Given at over 6 years of age

50
Q

What is the best screening tool for hematuria?

A

Urine Dipstick

51
Q

If patient has a positive dipstick for hematuria, what RBC value should be seen on microscopic examination?

A

> 5 RBCs per hpf

52
Q

If patient has positive dipstick for hematuria and microscopic hematuria, but is asymptomatic with a normal physical, what should your plan be?

A

Repeat UA weekly x 2 weeks. If resolved, f/u prn

53
Q

What are the management options for VUR?

A
  • Surveillance
  • Prophylactic antibiotics
  • Surgical options
54
Q

When does Poststreptococcal Glomerulonephritis typically occur?

A

Typically occurs 7-14 days after infection with group A beta-hemolytic strep (usually pharyngitis or impetigo)

55
Q

What symptoms are typically associated with Poststreptococcal Glomerulonephritis?

A
  • Edema
  • Cola-colored urine (gross hematuria)
  • Elevated BP
  • Some degree of renal insufficiency

“Throat, Bloat, Coke”

56
Q

What is diagnostic of Poststreptococcal Glomerulonephritis on urine microscopy?

A

RBC casts

57
Q

What lab tests should you consider in a patient with cola-colored urine and decreased renal function 2 weeks after having strep throat?

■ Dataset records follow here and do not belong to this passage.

//! Turns configuration plus live server state into the concrete source trees
//! a job will stage.

use crate::archive::{CopyFilter, StageSource};
use crate::config::Config;
use crate::host::LiveData;
use crate::job::JobKind;
use std::path::{Path, PathBuf};
use tracing::debug;

/// The staging plan for one backup run.
#[derive(Debug)]
pub struct ComposedRun {
    /// Sources merged into a single artifact.
    pub combined: Vec<StageSource>,
    /// Sources promoted independently, keyed by their unit subdirectory in
    /// the store.
    pub split: Vec<(PathBuf, StageSource)>,
    pub kinds: Vec<JobKind>,
}

impl ComposedRun {
    pub fn is_empty(&self) -> bool {
        self.combined.is_empty() && self.split.is_empty()
    }
}

/// Compose the run for the current configuration.
///
/// Whole-tree backups are always a single combined artifact; world and
/// plugin backups honor `split_backup`.
pub fn compose(config: &Config, live: &dyn LiveData) -> ComposedRun {
    if config.backup.backup_everything {
        return ComposedRun {
            combined: vec![whole_tree_source(config)],
            split: Vec::new(),
            kinds: vec![JobKind::Everything],
        };
    }

    let mut run = ComposedRun {
        combined: Vec::new(),
        split: Vec::new(),
        kinds: Vec::new(),
    };

    if config.backup.backup_worlds {
        run.kinds.push(JobKind::Worlds);
        for world in live.worlds() {
            if config.backup.ignored_worlds.contains(&world.name) {
                debug!(world = %world.name, "Skipping ignored world");
                continue;
            }
            let source = world_source(config, &world.name, world.seed, config.backup.split_backup);
            if config.backup.split_backup {
                run.split.push((world_unit(config, &world.name), source));
            } else {
                run.combined.push(source);
            }
        }
    }

    if config.backup.backup_plugins {
        run.kinds.push(JobKind::Plugins);
        let source = plugin_source(config, config.backup.split_backup);
        if config.backup.split_backup {
            run.split.push((PathBuf::from("plugins"), source));
        } else {
            run.combined.push(source);
        }
    }

    run
}

/// The entire server tree, minus the backup store, the staging area and the
/// live log. Exclusion is by name, the way the store would appear inside
/// the tree.
fn whole_tree_source(config: &Config) -> StageSource {
    let mut denied: Vec<String> = Vec::new();
    for dir in [&config.backup.path, &config.staging_root()] {
        if let Some(name) = dir.file_name().and_then(|n| n.to_str()) {
            if !denied.iter().any(|d| d == name) {
                denied.push(name.to_string());
            }
        }
    }
    denied.push(config.server.log_name.clone());

    StageSource {
        path: config.server.root.clone(),
        mount: PathBuf::from("."),
        filter: CopyFilter::DenyNames(denied),
        sidecars: Vec::new(),
    }
}

fn world_dir(config: &Config, name: &str) -> PathBuf {
    if config.server.world_container == Path::new(".") {
        config.server.root.join(name)
    } else {
        config
            .server
            .root
            .join(&config.server.world_container)
            .join(name)
    }
}

/// Unit subdirectory a split world artifact lands under.
fn world_unit(config: &Config, name: &str) -> PathBuf {
    if config.server.world_container == Path::new(".") {
        PathBuf::from(name)
    } else {
        config.server.world_container.join(name)
    }
}

fn world_source(config: &Config, name: &str, seed: Option<i64>, split: bool) -> StageSource {
    let mut sidecars = Vec::new();
    if config.backup.backup_world_seeds {
        if let Some(seed) = seed {
            let text = format!("Level seed for '{name}':\n{seed}");
            let at = if split {
                PathBuf::from("worldSeed.txt")
            } else {
                world_unit(config, name).join("worldSeed.txt")
            };
            sidecars.push((at, text));
        }
    }

    StageSource {
        path: world_dir(config, name),
        mount: if split {
            PathBuf::from(".")
        } else {
            world_unit(config, name)
        },
        filter: CopyFilter::Everything,
        sidecars,
    }
}

fn plugin_source(config: &Config, split: bool) -> StageSource {
    let list = config.backup.plugin_list.clone();
    let filter = if config.backup.plugin_list_is_denylist {
        CopyFilter::DenyTopLevel(list)
    } else {
        CopyFilter::AllowTopLevel(list)
    };

    StageSource {
        path: config.server.root.join(&config.server.plugin_dir),
        mount: if split {
            PathBuf::from(".")
        } else {
            PathBuf::from("plugins")
        },
        filter,
        sidecars: Vec::new(),
    }
}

What diagnosis are you trying to confirm with these tests?

A
  • UA
  • Throat or skin culture (demonstrate recent GAS infection)
  • ASO or streptozyme (demonstrate recent GAS infection)
  • Complement level

Poststreptococcal Glomerulonephritis

58
Q

What is the classic tetra of IgA Vasculitis (HSP)

A
  • Palpable purpura
  • Arthritis/arthralgia
  • Abdominal pain
  • Renal disease
59
Q

What is the treatment for IgA Vasculitis (HSP)?

A

Supportive care

Symptoms spontaneously resolve

60
Q

What is the classic triad of Hemolytic-Uremic Syndrome (HUS)?

A
  • Hemolytic anemia
  • Thrombocytopenia
  • Acute kidney injury
61
Q

Shiga toxin-producing E. coli is the most common cause of what disorder?

A

Acquired Hemolytic-Uremic Syndrome (HUS)?

62
Q

What symptoms typically precede HUS by 5-10 days?

A

Abdominal pain, vomiting, diarrhea

63
Q

What are the initial labs that you should obtain when suspicious of HUS?

A
  • CBC
  • Peripheral smear
  • Renal function
  • UA
  • Stool testing
64
Q

What is one of the main causes of acute kidney injury in kids?

A

Hemolytic-Uremic Syndrome (HUS)

65
Q

What is the treatment for Hemolytic-Uremic Syndrome (HUS)?

A

Supportive care

66
Q

What should you be concerned for if the patient has proteinuria?

A

Renal disease

67
Q

When looking at urine, what is a sign of proteinuria?

A

Foamy urine

68
Q

What is Nephrotic Syndrome?

A

Renal disease causing massive renal protein loss in urine

69
Q

What are the four main characteristics of Nephrotic Syndrome?

A
  • Nephrotic range proteinuria
  • Hypoalbuminemia
  • Edema (usually face)
  • Hyperlipidemia
70
Q

Horseshoe kidney increases risk of what kind of cancer?